_The data:_
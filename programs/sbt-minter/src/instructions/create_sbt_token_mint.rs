//! Create the minter configuration and the SBT mint

use anchor_lang::prelude::*;
use anchor_spl::token::{Mint, Token};

use crate::events::SbtMintCreated;
use crate::state::SbtAdmin;

#[derive(Accounts)]
pub struct CreateSbtTokenMint<'info> {
    #[account(
        init,
        payer = authority,
        space = SbtAdmin::SIZE,
        seeds = [b"admin"],
        bump
    )]
    pub admin: Account<'info, SbtAdmin>,

    #[account(
        init,
        payer = authority,
        seeds = [b"mint"],
        bump,
        mint::decimals = 0,
        mint::authority = mint.key(),
        mint::freeze_authority = mint.key(),
    )]
    pub mint: Account<'info, Mint>,

    #[account(mut)]
    pub authority: Signer<'info>,

    pub token_program: Program<'info, Token>,
    pub system_program: Program<'info, System>,
}

pub fn handler(
    ctx: Context<CreateSbtTokenMint>,
    signer: Pubkey,
    fee_receiver: Pubkey,
    mint_fee: u64,
) -> Result<()> {
    msg!("Creating SBT mint");

    let admin = &mut ctx.accounts.admin;
    admin.authority = ctx.accounts.authority.key();
    admin.signer = signer;
    admin.fee_receiver = fee_receiver;
    admin.mint_fee = mint_fee;
    admin.total_minted = 0;
    admin.bump = ctx.bumps.admin;
    admin.mint_bump = ctx.bumps.mint;

    emit!(SbtMintCreated {
        mint: ctx.accounts.mint.key(),
        authority: ctx.accounts.authority.key(),
        signer,
        fee_receiver,
        mint_fee,
        timestamp: Clock::get()?.unix_timestamp,
    });

    Ok(())
}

_What the exercise asks:_ Repeat every record exactly, so that nothing is lost or altered.

_Exercise response:_
filename programs/sbt-minter/src/instructions/create_sbt_token_mint.rs
//! Create the minter configuration and the SBT mint

use anchor_lang::prelude::*;
use anchor_spl::token::{Mint, Token};

use crate::events::SbtMintCreated;
use crate::state::SbtAdmin;

#[derive(Accounts)]
pub struct CreateSbtTokenMint<'info> {
    #[account(
        init,
        payer = authority,
        space = SbtAdmin::SIZE,
        seeds = [b"admin"],
        bump
    )]
    pub admin: Account<'info, SbtAdmin>,

    #[account(
        init,
        payer = authority,
        seeds = [b"mint"],
        bump,
        mint::decimals = 0,
        mint::authority = mint.key(),
        mint::freeze_authority = mint.key(),
    )]
    pub mint: Account<'info, Mint>,

    #[account(mut)]
    pub authority: Signer<'info>,

    pub token_program: Program<'info, Token>,
    pub system_program: Program<'info, System>,
}

pub fn handler(
    ctx: Context<CreateSbtTokenMint>,
    signer: Pubkey,
    fee_receiver: Pubkey,
    mint_fee: u64,
) -> Result<()> {
    msg!("Creating SBT mint");

    let admin = &mut ctx.accounts.admin;
    admin.authority = ctx.accounts.authority.key();
    admin.signer = signer;
    admin.fee_receiver = fee_receiver;
    admin.mint_fee = mint_fee;
    admin.total_minted = 0;
    admin.bump = ctx.bumps.admin;
    admin.mint_bump = ctx.bumps.mint;

    emit!(SbtMintCreated {
        mint: ctx.accounts.mint.key(),
        authority: ctx.accounts.authority.key(),
        signer,
        fee_receiver,
        mint_fee,
        timestamp: Clock::get()?.unix_timestamp,
    });

    Ok(())
}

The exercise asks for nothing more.